If you want the device to be a firewall then your forward chain should start with a drop command and then only place accept rules for the traffic that you want to permit above that.

Good to hear that the “boss” isn’t wed to 1999 style network browsing. Now if you can just persuade him that the remote networks’ IP ranges should be changed as and when opportunity arises…

You’ve lost me on the forward chain putting it first… If you could go into more detail it would make it more clear for me.

Yea I’m fine with putting in MikroTik everywhere, it was even discussed as for PCI Compliance for Credit Card Processing at our retail locations. The problem is, we have 87 location.. at least 3-5 computers per location, and the only IT in the company is him and I… lol It would be utter chaos just to maintain these systems! The minute someone dumb enough resets our equipment and I have to drive 4 hours to fix it lol…

But yea. I of course want it to be a firewall, and locked down as tight as I can while still not being too tight as other employees cant do anything, and I don’t want it to impact the performance of the Network.

Edit: woops just reread and saw you mentioned the subnets heh. Same still applies, its a bit of a pain to maintain and do all that lol. I already gave him a schema for what store gets what subnet, I called it our “5 year” plan

When you look at the forward chain rule you would expect to see a drop rule at the end (lowest on the list). That rule is not qualified with any selection criteria - it just says action=drop. Thus only traffic which has been specifically identified to be accepted in earlier (higher) rules will be permitted.

Oh yes I understand now. That is if I want to lock down everyone on my LAN, and I don’t know if I am going to do that yet. I would hvae to figure out any odd ports anyone is using for whatever reasons, and Right now i’ll just leave that alone lol Obviously i blocked smtp port 25, had a rogue virus give me problems with that in the past. (Forgot to add our mail server as an exception on that rule woops, do that now)

I think you are misunderstanding. At the moment the forward chain rules that you have in place means that the device is not behaving like a firewall - it is behaving pretty much like a router in that it will forward packets among ports with only one restriction regarding SMTP.

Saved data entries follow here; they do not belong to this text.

use delve_core::{Rect, Tile, TileGrid, TILE_SIZE};
use delve_system_collision::{
    move_axis_separated, move_bounce, overlaps_solid, resolve_overlaps, Arena, Body,
    SEPARATION_ITERATIONS,
};
use glam::Vec2;
use rand::{Rng, SeedableRng};
use rand_chacha::ChaCha8Rng;

fn walled_room(width: u32, height: u32) -> TileGrid {
    let mut grid = TileGrid::filled(width, height, Tile::Floor);
    for column in 0..width as i32 {
        let _ = grid.set(column, 0, Tile::Wall);
        let _ = grid.set(column, height as i32 - 1, Tile::Wall);
    }
    for row in 0..height as i32 {
        let _ = grid.set(0, row, Tile::Wall);
        let _ = grid.set(width as i32 - 1, row, Tile::Wall);
    }
    grid
}

#[test]
fn movement_never_ends_inside_solid_tiles() {
    let mut rng = ChaCha8Rng::seed_from_u64(0x5eed);

    for _ in 0..64 {
        let mut grid = walled_room(12, 10);
        for _ in 0..14 {
            let column = rng.gen_range(1..11);
            let row = rng.gen_range(1..9);
            let _ = grid.set(column, row, Tile::Wall);
        }
        let arena = Arena::new(&grid, &[]);

        for _ in 0..32 {
            let size = rng.gen_range(6.0..30.0_f32).round();
            let start = Rect::new(
                rng.gen_range(TILE_SIZE..grid.pixel_width() - TILE_SIZE - size),
                rng.gen_range(TILE_SIZE..grid.pixel_height() - TILE_SIZE - size),
                size,
                size,
            );
            if overlaps_solid(&arena, &start) {
                continue;
            }

            let delta = Vec2::new(rng.gen_range(-150.0..150.0), rng.gen_range(-150.0..150.0));
            let motion = move_axis_separated(&arena, start, delta);

            assert!(
                !overlaps_solid(&arena, &motion.rect),
                "{start:?} moved by {delta:?} ended at {:?}",
                motion.rect
            );
        }
    }
}

#[test]
fn fast_movement_does_not_tunnel_through_a_wall() {
    let mut grid = walled_room(10, 5);
    for row in 0..5 {
        let _ = grid.set(4, row, Tile::Wall);
    }
    let arena = Arena::new(&grid, &[]);
    let start = Rect::new(40.0, 40.0, 20.0, 20.0);

    let motion = move_axis_separated(&arena, start, Vec2::new(200.0, 0.0));

    assert!(motion.blocked_x);
    assert_eq!(motion.rect.right(), 4.0 * TILE_SIZE, "snaps to the wall face");
}

#[test]
fn blockers_clamp_movement_unless_already_overlapping() {
    let grid = walled_room(10, 6);
    let door = Rect::new(160.0, 32.0, 32.0, 128.0);
    let blockers = [door];
    let arena = Arena::new(&grid, &blockers);

    let approaching = Rect::new(100.0, 64.0, 28.0, 28.0);
    let motion = move_axis_separated(&arena, approaching, Vec2::new(50.0, 0.0));
    assert!(motion.blocked_x);
    assert_eq!(motion.rect.right(), door.left());

    let trapped = Rect::new(150.0, 64.0, 28.0, 28.0);
    let motion = move_axis_separated(&arena, trapped, Vec2::new(20.0, 0.0));
    assert!(!motion.blocked_x, "a door closing on a body must not trap it");
    assert_eq!(motion.rect.left(), 170.0);
}

#[test]
fn long_steps_cannot_skip_a_blocker() {
    let grid = walled_room(20, 6);
    let west = Rect::new(160.0, 32.0, 32.0, 128.0);
    let east = Rect::new(320.0, 32.0, 32.0, 128.0);
    let blockers = [east, west];
    let arena = Arena::new(&grid, &blockers);
    let shot = Rect::new(100.0, 80.0, 6.0, 6.0);

    let motion = move_axis_separated(&arena, shot, Vec2::new(330.0, 0.0));
    assert!(motion.blocked_x);
    assert_eq!(motion.rect.right(), west.left(), "stops at the first blocker crossed");

    let returning = shot.translated(Vec2::new(500.0, 0.0));
    let motion = move_axis_separated(&arena, returning, Vec2::new(-400.0, 0.0));
    assert!(motion.blocked_x);
    assert_eq!(motion.rect.left(), east.right());
}

#[test]
fn bouncing_reverses_only_the_blocked_axis() {
    let grid = walled_room(6, 6);
    let arena = Arena::new(&grid, &[]);
    let rect = Rect::new(130.0, 80.0, 22.0, 22.0);

    let bounce = move_bounce(&arena, rect, Vec2::new(240.0, 60.0), 0.1);

    assert!(bounce.bounced);
    assert_eq!(bounce.velocity, Vec2::new(-240.0, 60.0));
    assert_eq!(bounce.rect.right(), 5.0 * TILE_SIZE);
}

#[test]
fn separation_splits_between_pushables_and_respects_immovables() {
    let grid = walled_room(12, 12);
    let arena = Arena::new(&grid, &[]);

    let mut bodies = [
        Body {
            rect: Rect::new(100.0, 100.0, 24.0, 24.0),
            pushable: true,
        },
        Body {
            rect: Rect::new(116.0, 100.0, 24.0, 24.0),
            pushable: true,
        },
        Body {
            rect: Rect::new(200.0, 200.0, 24.0, 24.0),
            pushable: false,
        },
        Body {
            rect: Rect::new(220.0, 204.0, 24.0, 24.0),
            pushable: true,
        },
    ];

    resolve_overlaps(&arena, &mut bodies, SEPARATION_ITERATIONS);

    assert!(!bodies[0].rect.intersects(&bodies[1].rect));
    assert_eq!(bodies[0].rect.left(), 96.0);
    assert_eq!(bodies[1].rect.left(), 120.0);
    assert_eq!(bodies[2].rect, Rect::new(200.0, 200.0, 24.0, 24.0));
    assert_eq!(bodies[3].rect.left(), 224.0);
}

#[test]
fn separation_refuses_to_push_into_walls() {
    let grid = walled_room(6, 6);
    let arena = Arena::new(&grid, &[]);
    let mut bodies = [
        Body {
            rect: Rect::new(32.0, 64.0, 24.0, 24.0),
            pushable: true,
        },
        Body {
            rect: Rect::new(40.0, 64.0, 24.0, 24.0),
            pushable: false,
        },
    ];

    resolve_overlaps(&arena, &mut bodies, SEPARATION_ITERATIONS);

    assert_eq!(bodies[0].rect.left(), 32.0, "nudge into the wall is rejected");
}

A typical firewall config starts with:

Allowing NEW connection traffic from the inside / LAN to the outside / WAN.
Allowing ESTABLISHED connection traffic.
Allowing RELATED connection traffic.
If you have multiple LAN ports perhaps allowing inter-LAN port traffic.
Denying all remaining forwarded traffic by default.

Then add other rules as necessary.

You currently have a “drop all” at the end of the input chain but that only affects traffic to the router itself.

We must not be thinking the same thing for sure. My definition of a firewall involves outside traffic coming INTO my network (through the firewall..)

So yes I am blocking everything from coming in, but im not blocking everything going out. (as stated before a few times, i may or may not do this)

You are saying im blocking everything coming, but not everything going out, therefore its not a full firewall in your definition. Am I understanding what you are saying now?

If you want to paste a set of rules you would do or that you are speaking of, that would make more sense to me. (If i didnt already say what you meant)

Not with the filter rules you showed above! The input chain only covers traffic to the router itself. At the moment the forward chain is pretty much open so for instance inbound WAN>LAN traffic is not being restricted.